The Magazine for the Society for Cryptic Hominid Investigation
The August 2005 issue of Yeti Researcher
, the Magazine of the Society for Cryptic Hominid Investigation (volume 24, number 8), is, quite honestly, a journal I've spent more time reading this quarter than any other. Which is a strange thing for me to admit, because the Yeti Researcher
is a figment of the imaginations of the editors of McSweeney's
, that strange literary performance art of a creative arts magazine. The Yeti Researcher
came as part of Issue 17
, which was not an issue per se but a stack of mail all directed to Sgt. Maria Vasquez... but that's neither here nor there.
After a Letters and News section, the first article in Yeti Researcher
is "Flores Man
and Sumatra's Orang pendek
: New evidence," written by Joshuah Bearman. The author cites several paleoanthropologists including Michael Morwood, Christopher Stringer
and Peter Brown, on the way to building an argument that the recent hominid find at Flores called 'the hobbit' is support for the presence of a long-rumored 'Jungle Yeti' of Sumatra. This article, like the others in the issue, is a mixture of reality and fantasy, although... I'm not sure where the fantasy begins, since the reality of the search for sasquatch is unfamiliar to me.
Big Foot Taxonomy and a Luckless Band of Adventurers
Other articles include one on the Ragman of Palmdale, a suburban sasquatch in southern California; a forum on the taxonomic place of the various big foot species, including a side bar on Gigantopithecus citing Russell Ciochon. There's an opinion piece on the 'Kill Controversy'--whether one should kill or attempt to communicate with sasquatch.
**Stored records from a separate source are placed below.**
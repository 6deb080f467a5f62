//! Chat message and user data models.

use chrono::{DateTime, Utc};
use secrecy::{ExposeSecret, SecretString};
use serde::{Deserialize, Serialize, Serializer};

use super::state::{FlowStep, InputKind};
use super::validation::generate_message_id;

/// A selectable reply offered alongside a bot message.
#[derive(Debug, Clone, PartialEq, Eq, Serialize, Deserialize)]
pub struct ButtonOption {
    pub id: String,
    /// Display text.
    pub label: String,
    /// Token sent back when the button is clicked.
    pub value: String,
}

impl ButtonOption {
    pub fn new(id: &str, label: &str, value: &str) -> Self {
        Self {
            id: id.to_string(),
            label: label.to_string(),
            value: value.to_string(),
        }
    }
}

/// One entry in the chat log. Never modified after creation.
#[derive(Debug, Clone, PartialEq, Serialize, Deserialize)]
#[serde(rename_all = "camelCase")]
pub struct Message {
    pub id: String,
    pub content: String,
    pub is_bot: bool,
    pub timestamp: DateTime<Utc>,
    #[serde(default, skip_serializing_if = "Option::is_none")]
    pub buttons: Option<Vec<ButtonOption>>,
}

impl Message {
    pub fn bot(content: impl Into<String>) -> Self {
        Self::new(content.into(), true, None)
    }

    pub fn bot_with_buttons(
        content: impl Into<String>,
        buttons: Option<Vec<ButtonOption>>,
    ) -> Self {
        Self::new(content.into(), true, buttons)
    }

    pub fn user(content: impl Into<String>) -> Self {
        Self::new(content.into(), false, None)
    }

    fn new(content: String, is_bot: bool, buttons: Option<Vec<ButtonOption>>) -> Self {
        Self {
            id: generate_message_id(),
            content,
            is_bot,
            timestamp: Utc::now(),
            buttons,
        }
    }
}

/// Answers collected during onboarding.
///
/// Each field is filled once, when its step is passed. The password is kept
/// as a secret: it is never serialized, only its presence (`hasPassword`).
#[derive(Debug, Default, Serialize)]
#[serde(rename_all = "camelCase")]
pub struct UserData {
    #[serde(skip_serializing_if = "Option::is_none")]
    pub email: Option<String>,
    #[serde(rename = "hasPassword", serialize_with = "serialize_presence")]
    pub password: Option<SecretString>,
    #[serde(skip_serializing_if = "Option::is_none")]
    pub company_id: Option<String>,
    #[serde(skip_serializing_if = "Option::is_none")]
    pub business_type: Option<String>,
    #[serde(skip_serializing_if = "Option::is_none")]
    pub company_size: Option<String>,
    #[serde(skip_serializing_if = "Option::is_none")]
    pub use_case: Option<String>,
    pub is_complete: bool,
}

fn serialize_presence<S: Serializer>(
    value: &Option<SecretString>,
    serializer: S,
) -> Result<S::Ok, S::Error> {
    serializer.serialize_bool(value.is_some())
}

impl Clone for UserData {
    fn clone(&self) -> Self {
        Self {
            email: self.email.clone(),
            password: self
                .password
                .as_ref()
                .map(|p| SecretString::from(p.expose_secret().to_string())),
            company_id: self.company_id.clone(),
            business_type: self.business_type.clone(),
            company_size: self.company_size.clone(),
            use_case: self.use_case.clone(),
            is_complete: self.is_complete,
        }
    }
}

/// The whole state of one onboarding conversation.
#[derive(Debug, Clone, Default)]
pub struct ChatState {
    /// Append-only log, in insertion order.
    pub messages: Vec<Message>,
    pub current_step: FlowStep,
    pub user_data: UserData,
    /// True while a bot response is being generated; input is refused.
    pub is_loading: bool,
}

impl ChatState {
    pub fn new() -> Self {
        Self::default()
    }

    pub fn push(&mut self, message: Message) {
        self.messages.push(message);
    }
}

/// Read-only view of a session handed to presentation layers.
#[derive(Debug, Clone, Serialize)]
#[serde(rename_all = "camelCase")]
pub struct ChatSnapshot {
    pub session_id: uuid::Uuid,
    pub messages: Vec<Message>,
    pub current_step: FlowStep,
    pub input_kind: InputKind,
    pub user_data: UserData,
    pub is_loading: bool,
}

impl ChatSnapshot {
    pub fn from_state(session_id: uuid::Uuid, state: &ChatState) -> Self {
        Self {
            session_id,
            messages: state.messages.clone(),
            current_step: state.current_step,
            input_kind: state.current_step.input_kind(),
            user_data: state.user_data.clone(),
            is_loading: state.is_loading,
        }
    }

    /// The buttons on the most recent bot message, if any.
    pub fn active_buttons(&self) -> &[ButtonOption] {
        self.messages
            .iter()
            .rev()
            .find(|m| m.is_bot)
            .and_then(|m| m.buttons.as_deref())
            .unwrap_or(&[])
    }
}

#[cfg(test)]
mod tests {
    use super::*;

    #[test]
    fn message_serializes_camel_case() {
        let msg = Message::bot_with_buttons(
            "Pick one",
            Some(vec![ButtonOption::new("tech", "💻 Tech", "tech")]),
        );
        let json = serde_json::to_value(&msg).unwrap();
        assert_eq!(json["isBot"], true);
        assert_eq!(json["content"], "Pick one");
        assert_eq!(json["buttons"][0]["value"], "tech");
        assert!(json["id"].as_str().unwrap().starts_with("msg_"));
    }

    #[test]
    fn message_without_buttons_omits_field() {
        let json = serde_json::to_value(Message::user("hello")).unwrap();
        assert_eq!(json["isBot"], false);
        assert!(json.get("buttons").is_none());
    }

    #[test]
    fn user_data_never_serializes_password() {
        let data = UserData {
            email: Some("bob@acme.io".to_string()),
            password: Some(SecretString::from("hunter2!".to_string())),
            ..Default::default()
        };
        let json = serde_json::to_string(&data).unwrap();
        assert!(!json.contains("hunter2"));

        let value: serde_json::Value = serde_json::from_str(&json).unwrap();
        assert_eq!(value["hasPassword"], true);
        assert_eq!(value["email"], "bob@acme.io");
        assert_eq!(value["isComplete"], false);
        assert!(value.get("companyId").is_none());
    }

    #[test]
    fn user_data_debug_redacts_password() {
        let data = UserData {
            password: Some(SecretString::from("hunter2!".to_string())),
            ..Default::default()
        };
        assert!(!format!("{data:?}").contains("hunter2"));
    }

    #[test]
    fn user_data_clone_keeps_password() {
        let data = UserData {
            password: Some(SecretString::from("abc123".to_string())),
            ..Default::default()
        };
        let cloned = data.clone();
        assert_eq!(cloned.password.unwrap().expose_secret(), "abc123");
    }

    #[test]
    fn active_buttons_follow_latest_bot_message() {
        let id = uuid::Uuid::new_v4();
        let mut state = ChatState::new();
        assert!(ChatSnapshot::from_state(id, &state).active_buttons().is_empty());

        state.push(Message::bot_with_buttons(
            "choose",
            Some(vec![ButtonOption::new("a", "A", "a")]),
        ));
        state.push(Message::user("A"));
        assert_eq!(ChatSnapshot::from_state(id, &state).active_buttons().len(), 1);

        state.push(Message::bot("no buttons now"));
        assert!(ChatSnapshot::from_state(id, &state).active_buttons().is_empty());
    }
}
A historical article discusses American president Teddy Roosevelt's fixation with the Wendigo tales. A catalog of yeti legends from Chinese history is provided in 'A Brief Bestiary of Chinese Hill Monsters'. 'The Tengpoche Fragment' details the final days of a luckless band of college boy adventurers. There is also a book review of world class mountain climber Reinhold Messner
's new book My Quest for the Yeti
; and a do-it-yourself article describes how to record forest sounds for under $100.
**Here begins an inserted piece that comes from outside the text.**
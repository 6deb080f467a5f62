//! Presentation channels that render onboarding sessions.

pub mod cli;

pub use cli::CliChannel;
Advertisements sprinkled appropriately throughout the journal include snowshoes, binoculars and high-powered rifles, as well as a drawing to win oil rights and a notice about the upcoming (fictional) American Hominology Association meetings.
We're talking serious fun here. Well, for paleo geeks, anyway.
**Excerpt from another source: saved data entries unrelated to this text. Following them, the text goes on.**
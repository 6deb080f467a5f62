//! Canned bot responses for each onboarding step.
//!
//! Responses are selected by an explicit match on the step being entered.
//! The [`ResponseCatalog`] trait is the seam where a generated (for example
//! LLM-backed) catalog could replace [`CannedCatalog`].

use async_trait::async_trait;
use serde::Serialize;

use super::model::{ButtonOption, UserData};
use super::state::{FlowStep, InputKind};
use crate::error::OnboardingError;

/// Shown when a response cannot be produced for an entered step.
pub const APOLOGY_MESSAGE: &str = "I apologize, but I encountered an issue. Please try again.";

pub const INVALID_EMAIL_MESSAGE: &str = "Please enter a valid email address.";
pub const WEAK_PASSWORD_MESSAGE: &str = "Please use at least 6 characters with a number or symbol.";
pub const LOGIN_STUB_MESSAGE: &str =
    "Login functionality will be available soon! For now, let's create your account.";
pub const EDIT_NOTICE_MESSAGE: &str =
    "What would you like to change? You can restart by refreshing the page.";

/// Whether the user asked to sign up or to log in at the welcome step.
#[derive(Debug, Clone, Copy, PartialEq, Eq)]
pub enum AuthType {
    Login,
    Signup,
}

/// A bot turn: the text plus how the user is expected to answer it.
#[derive(Debug, Clone, PartialEq, Eq, Serialize)]
#[serde(rename_all = "camelCase")]
pub struct BotResponse {
    pub message: String,
    pub needs_input: bool,
    #[serde(skip_serializing_if = "Option::is_none")]
    pub input_type: Option<InputKind>,
    #[serde(skip_serializing_if = "Option::is_none")]
    pub buttons: Option<Vec<ButtonOption>>,
}

impl BotResponse {
    fn text(message: &str) -> Self {
        Self {
            message: message.to_string(),
            needs_input: true,
            input_type: Some(InputKind::Text),
            buttons: None,
        }
    }

    fn password(message: &str) -> Self {
        Self {
            input_type: Some(InputKind::Password),
            ..Self::text(message)
        }
    }

    fn buttons(message: impl Into<String>, buttons: Vec<ButtonOption>) -> Self {
        Self {
            message: message.into(),
            needs_input: true,
            input_type: Some(InputKind::Buttons),
            buttons: Some(buttons),
        }
    }

    fn closing(message: &str) -> Self {
        Self {
            message: message.to_string(),
            needs_input: false,
            input_type: None,
            buttons: None,
        }
    }
}

/// Produces the bot message shown when a step is entered.
#[async_trait]
pub trait ResponseCatalog: Send + Sync {
    /// Build the response for `step`, given what has been collected so far.
    async fn respond(&self, step: FlowStep, user: &UserData)
        -> Result<BotResponse, OnboardingError>;
}

/// Static, keyed response table.
#[derive(Debug, Clone, Copy, Default)]
pub struct CannedCatalog;

#[async_trait]
impl ResponseCatalog for CannedCatalog {
    async fn respond(
        &self,
        step: FlowStep,
        user: &UserData,
    ) -> Result<BotResponse, OnboardingError> {
        response_for(step, user)
    }
}

/// Synchronous dispatch behind [`CannedCatalog`].
pub fn response_for(step: FlowStep, user: &UserData) -> Result<BotResponse, OnboardingError> {
    let response = match step {
        FlowStep::Welcome => welcome_message(),
        FlowStep::EmailInput => email_prompt(AuthType::Signup),
        FlowStep::CompanyCheck => company_prompt(user.email.as_deref().unwrap_or_default()),
        FlowStep::PasswordInput => password_prompt(false),
        FlowStep::BusinessType => business_type_prompt(),
        FlowStep::CompanySize => company_size_prompt(),
        FlowStep::UseCase => use_case_prompt(),
        FlowStep::Confirmation => confirmation_message(user),
        FlowStep::Complete => completion_message(user),
        FlowStep::AuthChoice => return Err(OnboardingError::NoResponse { step }),
    };
    Ok(response)
}

pub fn welcome_message() -> BotResponse {
    BotResponse::buttons(
        "👋 Hi there! Welcome to our business platform. I'm here to help you get started.",
        welcome_buttons(),
    )
}

pub fn email_prompt(auth: AuthType) -> BotResponse {
    match auth {
        AuthType::Signup => BotResponse::text(
            "Great choice! Please enter your work email address so I can set up your account.",
        ),
        AuthType::Login => {
            BotResponse::text("Welcome back! Please enter your work email address to log in.")
        }
    }
}

/// Asks a consumer-domain user for their company. The address itself is not echoed.
pub fn company_prompt(_email: &str) -> BotResponse {
    BotResponse::text(
        "I see you're using a personal email address. Could you provide your company ID or \
         company domain? This helps us connect you to the right organization.",
    )
}

pub fn password_prompt(is_login: bool) -> BotResponse {
    if is_login {
        BotResponse::password("Please enter your current password to log in.")
    } else {
        BotResponse::password(
            "Now let's set up a secure password for your account. It should be at least 6 \
             characters and include a number or symbol.",
        )
    }
}

pub fn business_type_prompt() -> BotResponse {
    BotResponse::buttons(
        "Perfect! Now tell me about your business type so I can personalize your experience.",
        business_type_buttons(),
    )
}

pub fn company_size_prompt() -> BotResponse {
    BotResponse::buttons(
        "Great! What's your company size? This helps me tailor the platform features for you.",
        company_size_buttons(),
    )
}

pub fn use_case_prompt() -> BotResponse {
    BotResponse::buttons(
        "Almost done! What's your primary use case for our platform?",
        use_case_buttons(),
    )
}

/// Summarize the collected answers and ask for confirmation.
pub fn confirmation_message(user: &UserData) -> BotResponse {
    let missing = "—";
    let mut lines = vec![
        "Here's what I have:".to_string(),
        String::new(),
        format!("📧 Email: {}", user.email.as_deref().unwrap_or(missing)),
    ];
    if let Some(ref company) = user.company_id {
        lines.push(format!("🏢 Company ID: {company}"));
    }
    lines.push(format!(
        "💼 Business Type: {}",
        label_for(&business_type_buttons(), user.business_type.as_deref()).unwrap_or(missing)
    ));
    lines.push(format!(
        "👥 Company Size: {}",
        label_for(&company_size_buttons(), user.company_size.as_deref()).unwrap_or(missing)
    ));
    lines.push(format!(
        "🎯 Use Case: {}",
        label_for(&use_case_buttons(), user.use_case.as_deref()).unwrap_or(missing)
    ));
    lines.push(String::new());
    lines.push("Does everything look correct?".to_string());

    BotResponse::buttons(lines.join("\n"), confirmation_buttons())
}

pub fn completion_message(_user: &UserData) -> BotResponse {
    BotResponse::closing("🎉 Perfect! You're all set up and ready to go. Welcome aboard!")
}

/// Button set offered at `step`, empty for text and terminal steps.
pub fn buttons_for(step: FlowStep) -> Vec<ButtonOption> {
    match step {
        FlowStep::Welcome => welcome_buttons(),
        FlowStep::BusinessType => business_type_buttons(),
        FlowStep::CompanySize => company_size_buttons(),
        FlowStep::UseCase => use_case_buttons(),
        FlowStep::Confirmation => confirmation_buttons(),
        _ => Vec::new(),
    }
}

/// Find the button at `step` whose value is `value`.
pub fn find_button(step: FlowStep, value: &str) -> Option<ButtonOption> {
    buttons_for(step).into_iter().find(|b| b.value == value)
}

fn label_for<'a>(buttons: &'a [ButtonOption], value: Option<&'a str>) -> Option<&'a str> {
    let value = value?;
    Some(
        buttons
            .iter()
            .find(|b| b.value == value)
            .map(|b| b.label.as_str())
            .unwrap_or(value),
    )
}

fn welcome_buttons() -> Vec<ButtonOption> {
    vec![
        ButtonOption::new("login", "🔑 Log In", "login"),
        ButtonOption::new("signup", "✨ Sign Up", "signup"),
    ]
}

fn business_type_buttons() -> Vec<ButtonOption> {
    vec![
        ButtonOption::new("tech", "💻 Tech", "tech"),
        ButtonOption::new("finance", "💰 Finance", "finance"),
        ButtonOption::new("retail", "🛍️ Retail", "retail"),
        ButtonOption::new("healthcare", "🏥 Healthcare", "healthcare"),
    ]
}

fn company_size_buttons() -> Vec<ButtonOption> {
    vec![
        ButtonOption::new("small", "1–10", "1-10"),
        ButtonOption::new("medium", "11–50", "11-50"),
        ButtonOption::new("large", "51–200", "51-200"),
        ButtonOption::new("enterprise", "200+", "200+"),
    ]
}

fn use_case_buttons() -> Vec<ButtonOption> {
    vec![
        ButtonOption::new("data", "📊 Data Collection", "data-collection"),
        ButtonOption::new("support", "🎧 Customer Support", "customer-support"),
        ButtonOption::new("internal", "🛠️ Internal Tools", "internal-tools"),
        ButtonOption::new("analytics", "📈 Analytics", "analytics"),
    ]
}

fn confirmation_buttons() -> Vec<ButtonOption> {
    vec![
        ButtonOption::new("confirm", "✅ Confirm", "confirm"),
        ButtonOption::new("edit", "✏️ Edit", "edit"),
    ]
}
McSweeney's and Paleoanthropology
The journal Yeti Researcher is peculiar, and curious, and odd; I don't think those words are necessarily synonyms and they all seem necessary to try to summarize such a tasty extended joke for academic and amateur researchers of hominids. The rest of Issue 17 of McSweeney's includes letters and postcards for Ms. Vasquez, which I admit I haven't read through yet, but look to be further information on who she is and what her interests are.
If you've never seen McSweeney's, the arts magazine is always a literary adventure, strange and interesting, curious and funny but one of those things you simply can't put down or put away from your mind. Thank god it's only quarterly.